We never “get over” grief. Some think the hardest part is watching your parent or loved one die. But that is often just the beginning. In this heart wrenching article (with some strong language) from Scary Mommy, Christine Burke says grief is not a process. It is a journey. And it is a painful, powerful, full of cursing kind of journey that she writes about.

Of course, the pain and sorrow will be present most of the time in the beginning. Even as time goes on, when a slight reminder of your loved one comes up, the pain will hit once again. We all want to share our successes, achievements, and our whole lives with our parents. Not being able to do this can be incredibly painful. We never “get over” grief.

Yet Burke says she is grateful for her grief journey. It has made her a more empathetic person. She now knows how to respond to a friend who has lost a parent or loved one. She realizes that something like doing a friend’s laundry can be more helpful than any casserole you put in their refrigerator. And those flowers you bring are better substituted with simply listening to your friend during their deepest stages of grief.

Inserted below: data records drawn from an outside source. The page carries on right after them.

//! Pagination driver.
//!
//! The portal's pager is drawn by client-side script with nothing observable
//! in the URL, so advancing is a two-step protocol: locate-and-activate the
//! control for the target page, then prove the transition by watching the
//! page fingerprint change. Which selector shape the pager answers to has
//! churned across portal revisions; lookups are therefore an ordered list of
//! strategies and the first one whose element exists wins.

use std::time::Duration;

use anyhow::Result;
use tracing::{debug, warn};

use crate::scrapers::fingerprint::FingerprintDetector;
use crate::scrapers::poll::poll_until;
use crate::scrapers::surface::{Locator, RenderSurface};

/// Outcome of one attempted page transition.
#[derive(Debug, Clone, PartialEq, Eq)]
pub enum NavOutcome {
    /// The grid now shows a different dataset; carries the new fingerprint.
    Advanced(String),
    /// Control was activated but the fingerprint never changed, including
    /// after the scripted retry. Treated by the caller as end of pagination.
    NoChange,
    /// No lookup strategy found a control for the target page.
    ControlNotFound,
}

/// One way of addressing the pager control for a given page number.
pub trait PageLookup: Send + Sync {
    fn name(&self) -> &'static str;
    fn locator(&self, page: u32) -> Locator;
}

/// Structural path into the pager: the Nth anchor of the paging strip.
struct StructuralPath;

impl PageLookup for StructuralPath {
    fn name(&self) -> &'static str {
        "structural-path"
    }

    fn locator(&self, page: u32) -> Locator {
        Locator::css(format!("#paging a:nth-child({page})"))
    }
}

/// Anchor whose inline handler names the target page.
struct HandlerAttribute;

impl PageLookup for HandlerAttribute {
    fn name(&self) -> &'static str {
        "handler-attribute"
    }

    fn locator(&self, page: u32) -> Locator {
        Locator::css(format!("a[onclick*=\"fn_paging('{page}')\"]"))
    }
}

/// Anchor labeled with the page number itself.
struct LabelText;

impl PageLookup for LabelText {
    fn name(&self) -> &'static str {
        "label-text"
    }

    fn locator(&self, page: u32) -> Locator {
        Locator::text("a", page.to_string())
    }
}

/// Lookup strategies in preference order.
pub fn default_lookups() -> Vec<Box<dyn PageLookup>> {
    vec![
        Box::new(StructuralPath),
        Box::new(HandlerAttribute),
        Box::new(LabelText),
    ]
}

/// Drives the pager one confirmed page at a time.
pub struct PageNavigator {
    lookups: Vec<Box<dyn PageLookup>>,
    detector: FingerprintDetector,
    confirm_timeout: Duration,
    poll_interval: Duration,
    last_fingerprint: Option<String>,
}

impl PageNavigator {
    pub fn new(
        detector: FingerprintDetector,
        confirm_timeout: Duration,
        poll_interval: Duration,
    ) -> Self {
        Self {
            lookups: default_lookups(),
            detector,
            confirm_timeout,
            poll_interval,
            last_fingerprint: None,
        }
    }

    pub fn last_fingerprint(&self) -> Option<&str> {
        self.last_fingerprint.as_deref()
    }

    /// Wait for the first page to render and record its fingerprint.
    /// `None` means the grid never produced content within the timeout.
    pub async fn settle_first_page(&mut self, surface: &dyn RenderSurface) -> Option<String> {
        let fingerprint = self.await_change(surface).await?;
        self.last_fingerprint = Some(fingerprint.clone());
        Some(fingerprint)
    }

    /// Attempt the transition to `target`, confirming via fingerprint
    /// change. Direct click first; one scripted retry before giving up.
    pub async fn advance(&mut self, surface: &dyn RenderSurface, target: u32) -> Result<NavOutcome> {
        let Some(locator) = self.find_control(surface, target).await? else {
            return Ok(NavOutcome::ControlNotFound);
        };

        let clicked = match surface.click(&locator).await {
            Ok(clicked) => clicked,
            Err(e) => {
                warn!("direct click on {locator} failed: {e}");
                false
            }
        };
        if !clicked {
            let _ = surface.invoke(&locator).await?;
        }

        if let Some(fingerprint) = self.await_change(surface).await {
            self.last_fingerprint = Some(fingerprint.clone());
            return Ok(NavOutcome::Advanced(fingerprint));
        }

        debug!(page = target, "fingerprint unchanged, retrying via scripted invocation");
        let _ = surface.invoke(&locator).await?;

        if let Some(fingerprint) = self.await_change(surface).await {
            self.last_fingerprint = Some(fingerprint.clone());
            return Ok(NavOutcome::Advanced(fingerprint));
        }

        Ok(NavOutcome::NoChange)
    }

    async fn find_control(
        &self,
        surface: &dyn RenderSurface,
        target: u32,
    ) -> Result<Option<Locator>> {
        for lookup in &self.lookups {
            let locator = lookup.locator(target);
            if surface.exists(&locator).await? {
                debug!(strategy = lookup.name(), %locator, "pagination control located");
                return Ok(Some(locator));
            }
        }
        Ok(None)
    }

    /// Poll until the detector reports a fingerprint different from the last
    /// committed one. Detector errors count as "not yet".
    async fn await_change(&self, surface: &dyn RenderSurface) -> Option<String> {
        let detector = &self.detector;
        let previous = self.last_fingerprint.clone();
        poll_until(self.confirm_timeout, self.poll_interval, move || {
            let previous = previous.clone();
            async move {
                match detector.detect(surface).await {
                    Ok(Some(fingerprint)) if previous.as_deref() != Some(fingerprint.as_str()) => {
                        Some(fingerprint)
                    }
                    Ok(_) => None,
                    Err(e) => {
                        debug!("fingerprint probe failed: {e}");
                        None
                    }
                }
            }
        })
        .await
    }
}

Grief can make you more understanding of perfect strangers. Burke wishes that she would have had that same understanding on the day her father passed away. She is now aware that you never know what kind of day someone is having. She doesn’t take it personally if  a driver cuts her off in traffic or the cashier is short with her. They may be grieving or struggling as well. You never know the whole story.

We never ask to feel the intense pain and hurt that losing a loved one will bring. Nor will we “get over” grief. But it may get better.